■ **Your instructions**:
Using the data below, copy every line that contains the word "skip".

■ **Data in this exercise**:
impl PdfWriter {
    pub fn new() -> Self {
        Self
    }

    /// Write laid-out pages to a PDF byte vector.
    pub fn write(&self, pages: &[LayoutPage], metadata: &DocumentMetadata) -> Vec<u8> {
        let mut builder = PdfBuilder {
            objects: Vec::new(),
            font_objects: Vec::new(),
            image_objects: Vec::new(),
            image_index_map: HashMap::new(),
        };

        // 0 = placeholder (PDF objects are 1-indexed), 1 = Catalog, 2 = Pages
        for _ in 0..3 {
            builder.objects.push(PdfObject { data: vec![] });
        }

        for font in StandardFont::ALL {
            let id = builder.objects.len();
            let dict = format!(
                "<< /Type /Font /Subtype /Type1 /BaseFont /{} /Encoding /WinAnsiEncoding >>",
                font.pdf_name()
            );
            builder.objects.push(PdfObject {
                data: dict.into_bytes(),
            });
            builder.font_objects.push(id);
        }

        self.register_images(&mut builder, pages);

        let font_resources: String = builder
            .font_objects
            .iter()
            .enumerate()
            .map(|(i, id)| format!("/F{} {} 0 R", i, id))
            .collect::<Vec<_>>()
            .join(" ");

        let mut page_obj_ids: Vec<usize> = Vec::new();
        for (page_idx, page) in pages.iter().enumerate() {
            let content = self.build_content_stream_for_page(page, page_idx, &builder);
            let compressed = compress_to_vec_zlib(content.as_bytes(), 6);

            let content_obj_id = builder.objects.len();
            let mut content_data: Vec<u8> = Vec::new();
            let _ = write!(
                content_data,
                "<< /Length {} /Filter /FlateDecode >>\nstream\n",
                compressed.len()
            );
            content_data.extend_from_slice(&compressed);
            content_data.extend_from_slice(b"\nendstream");
            builder.objects.push(PdfObject { data: content_data });

            let xobject_resources = self.build_xobject_resource_dict(page_idx, page, &builder);
            let resources = if xobject_resources.is_empty() {
                format!("/Font << {} >>", font_resources)
            } else {
                format!(
                    "/Font << {} >> /XObject << {} >>",
                    font_resources, xobject_resources
                )
            };
            let page_obj_id = builder.objects.len();
            let page_dict = format!(
                "<< /Type /Page /Parent 2 0 R /MediaBox [0 0 {:.2} {:.2}] \
                 /Contents {} 0 R /Resources << {} >> >>",
                page.width, page.height, content_obj_id, resources
            );
            builder.objects.push(PdfObject {
                data: page_dict.into_bytes(),
            });
            page_obj_ids.push(page_obj_id);
        }

        builder.objects[1].data = b"<< /Type /Catalog /Pages 2 0 R >>".to_vec();

        let kids: String = page_obj_ids
            .iter()
            .map(|id| format!("{} 0 R", id))
            .collect::<Vec<_>>()
            .join(" ");
        builder.objects[2].data = format!(
            "<< /Type /Pages /Kids [{}] /Count {} >>",
            kids,
            page_obj_ids.len()
        )
        .into_bytes();

        let info_obj_id = builder.objects.len();
        let mut info = String::from("<< ");
        if let Some(ref title) = metadata.title {
            let _ = write!(info, "/Title ({}) ", encode_pdf_text(title));
        }
        if let Some(ref author) = metadata.author {
            let _ = write!(info, "/Author ({}) ", encode_pdf_text(author));
        }
        let _ = write!(
            info,
            "/Producer (puwer-report {}) >>",
            env!("CARGO_PKG_VERSION")
        );
        builder.objects.push(PdfObject {
            data: info.into_bytes(),
        });

        self.serialize(&builder, info_obj_id)
    }

    /// Write every distinct image as a DCTDecode XObject.
    fn register_images(&self, builder: &mut PdfBuilder, pages: &[LayoutPage]) {
        // The same photo drawn twice shares one XObject.
        let mut seen: Vec<(*const NormalizedImage, usize)> = Vec::new();

        for (page_idx, page) in pages.iter().enumerate() {
            for (element_idx, element) in page.elements.iter().enumerate() {
                let DrawCommand::Image { image } = &element.draw else {
                    continue;
                };
                let key = std::sync::Arc::as_ptr(image);
                let image_idx = match seen.iter().find(|(ptr, _)| *ptr == key) {
                    Some((_, idx)) => *idx,
                    None => {
                        let obj_id = Self::write_image_xobject(builder, image);
                        builder.image_objects.push(obj_id);
                        let idx = builder.image_objects.len() - 1;
                        seen.push((key, idx));
                        idx
                    }
                };
                builder
                    .image_index_map
                    .insert((page_idx, element_idx), image_idx);
            }
        }
    }

    fn write_image_xobject(builder: &mut PdfBuilder, image: &NormalizedImage) -> usize {
        let obj_id = builder.objects.len();
        let mut obj_data: Vec<u8> = Vec::new();
        let _ = write!(
            obj_data,
            "<< /Type /XObject /Subtype /Image \
             /Width {} /Height {} \
             /ColorSpace /DeviceRGB \
             /BitsPerComponent 8 \
             /Filter /DCTDecode \
             /Length {} >>\nstream\n",
            image.width_px,
            image.height_px,
            image.jpeg.len()
        );
        obj_data.extend_from_slice(&image.jpeg);
        obj_data.extend_from_slice(b"\nendstream");
        builder.objects.push(PdfObject { data: obj_data });
        obj_id
    }

    fn build_xobject_resource_dict(
        &self,
        page_idx: usize,
        page: &LayoutPage,
        builder: &PdfBuilder,
    ) -> String {
        let mut used: Vec<usize> = (0..page.elements.len())
            .filter_map(|i| builder.image_index_map.get(&(page_idx, i)).copied())
            .collect();
        used.sort_unstable();
        used.dedup();
        used.iter()
            .map(|&idx| format!("/Im{} {} 0 R", idx, builder.image_objects[idx]))
            .collect::<Vec<_>>()
            .join(" ")
    }

    /// Build the PDF content stream for a single page.
    fn build_content_stream_for_page(
        &self,
        page: &LayoutPage,
        page_idx: usize,
        builder: &PdfBuilder,
    ) -> String {
        let mut stream = String::new();
        for (element_idx, element) in page.elements.iter().enumerate() {
            let image_idx = builder.image_index_map.get(&(page_idx, element_idx)).copied();
            self.write_element(&mut stream, element, page.height, image_idx);
        }
        stream
    }

    /// Write a single layout element as PDF operators.
    fn write_element(
        &self,
        stream: &mut String,
        element: &LayoutElement,
        page_height: f64,
        image_idx: Option<usize>,
    ) {
        // PDF y runs up from the bottom edge.
        let x = element.x;
        let y = page_height - element.y - element.height;
        let (w, h) = (element.width, element.height);

        match &element.draw {
            DrawCommand::Rect { color, radius } => {
                self.write_fill(stream, x, y, w, h, *radius, *color);
            }

            DrawCommand::Text { lines, style } => {
                let font = StandardFont::for_weight(style.weight);
                let (r, g, b) = style.color.unit();
                let _ = write!(
                    stream,
                    "BT\n/F{} {:.1} Tf\n{:.3} {:.3} {:.3} rg\n",
                    font.resource_index(),
                    style.font_size,
                    r,
                    g,
                    b
                );
                for line in lines {
                    let _ = write!(
                        stream,
                        "1 0 0 1 {:.2} {:.2} Tm\n({}) Tj\n",
                        line.x,
                        page_height - line.baseline,
                        encode_pdf_text(&line.text)
                    );
                }
                stream.push_str("ET\n");
            }

            DrawCommand::Image { .. } => {
                if let Some(idx) = image_idx {
                    let _ = write!(
                        stream,
                        "q\n{:.4} 0 0 {:.4} {:.2} {:.2} cm\n/Im{} Do\nQ\n",
                        w, h, x, y, idx
                    );
                }
            }

            DrawCommand::ImagePlaceholder { label } => {
                self.write_fill(stream, x, y, w, h, 0.0, palette::PLACEHOLDER);
                let style = TextStyle::new(9.0, palette::NON_COMPLIANT);
                let font = StandardFont::for_weight(style.weight);
                let text_w = font.metrics().measure_string(label, style.font_size);
                let text_x = x + ((w - text_w) / 2.0).max(4.0);
                let text_y = y + (h - style.font_size) / 2.0 + 2.0;
                let (r, g, b) = style.color.unit();
                let _ = write!(
                    stream,
                    "BT\n/F{} {:.1} Tf\n{:.3} {:.3} {:.3} rg\n1 0 0 1 {:.2} {:.2} Tm\n({}) Tj\nET\n",
                    font.resource_index(),
                    style.font_size,
                    r,
                    g,
                    b,
                    text_x,
                    text_y,
                    encode_pdf_text(label)
                );
            }
        }
    }

    fn write_fill(
        &self,
        stream: &mut String,
        x: f64,
        y: f64,
        w: f64,
        h: f64,
        radius: f64,
        color: Color,
    ) {
        let (r, g, b) = color.unit();
        let _ = write!(stream, "q\n{:.3} {:.3} {:.3} rg\n", r, g, b);
        if radius > 0.0 {
            self.write_rounded_rect(stream, x, y, w, h, radius);
        } else {
            let _ = writeln!(stream, "{:.2} {:.2} {:.2} {:.2} re", x, y, w, h);
        }
        stream.push_str("f\nQ\n");
    }

    /// Trace a rectangle with circular corners using cubic Bezier arcs.
    fn write_rounded_rect(&self, stream: &mut String, x: f64, y: f64, w: f64, h: f64, radius: f64) {
        let k = 0.5522847498;
        let r = radius.min(w / 2.0).min(h / 2.0);
        let c = r - r * k;

        let _ = writeln!(stream, "{:.2} {:.2} m", x + r, y);
        let _ = writeln!(stream, "{:.2} {:.2} l", x + w - r, y);
        let _ = writeln!(
            stream,
            "{:.2} {:.2} {:.2} {:.2} {:.2} {:.2} c",
            x + w - c, y, x + w, y + c, x + w, y + r
        );
        let _ = writeln!(stream, "{:.2} {:.2} l", x + w, y + h - r);
        let _ = writeln!(
            stream,
            "{:.2} {:.2} {:.2} {:.2} {:.2} {:.2} c",
            x + w, y + h - c, x + w - c, y + h, x + w - r, y + h
        );
        let _ = writeln!(stream, "{:.2} {:.2} l", x + r, y + h);
        let _ = writeln!(
            stream,
            "{:.2} {:.2} {:.2} {:.2} {:.2} {:.2} c",
            x + c, y + h, x, y + h - c, x, y + h - r
        );
        let _ = writeln!(stream, "{:.2} {:.2} l", x, y + r);
        let _ = writeln!(
            stream,
            "{:.2} {:.2} {:.2} {:.2} {:.2} {:.2} c",
            x, y + c, x + c, y, x + r, y
        );
        stream.push_str("h\n");
    }

    /// Serialize all objects into the final PDF byte stream.
    fn serialize(&self, builder: &PdfBuilder, info_obj_id: usize) -> Vec<u8> {
        let mut output: Vec<u8> = Vec::new();
        let mut offsets: Vec<usize> = vec![0; builder.objects.len()];

        output.extend_from_slice(b"%PDF-1.7\n");
        output.extend_from_slice(b"%\xe2\xe3\xcf\xd3\n");

        for (i, obj) in builder.objects.iter().enumerate().skip(1) {
            offsets[i] = output.len();
            let _ = write!(output, "{} 0 obj\n", i);
            output.extend_from_slice(&obj.data);
            output.extend_from_slice(b"\nendobj\n\n");
        }

        let xref_offset = output.len();
        let _ = write!(output, "xref\n0 {}\n", builder.objects.len());
        let _ = write!(output, "0000000000 65535 f \n");
        for offset in offsets.iter().skip(1) {
            let _ = write!(output, "{:010} 00000 n \n", offset);
        }

        let _ = write!(
            output,
            "trailer\n<< /Size {} /Root 1 0 R /Info {} 0 R >>\nstartxref\n{}\n%%EOF\n",
            builder.objects.len(),
            info_obj_id,
            xref_offset
        );

        output
    }
}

■ **Solution below**:
        for (i, obj) in builder.objects.iter().enumerate().skip(1) {
        for offset in offsets.iter().skip(1) {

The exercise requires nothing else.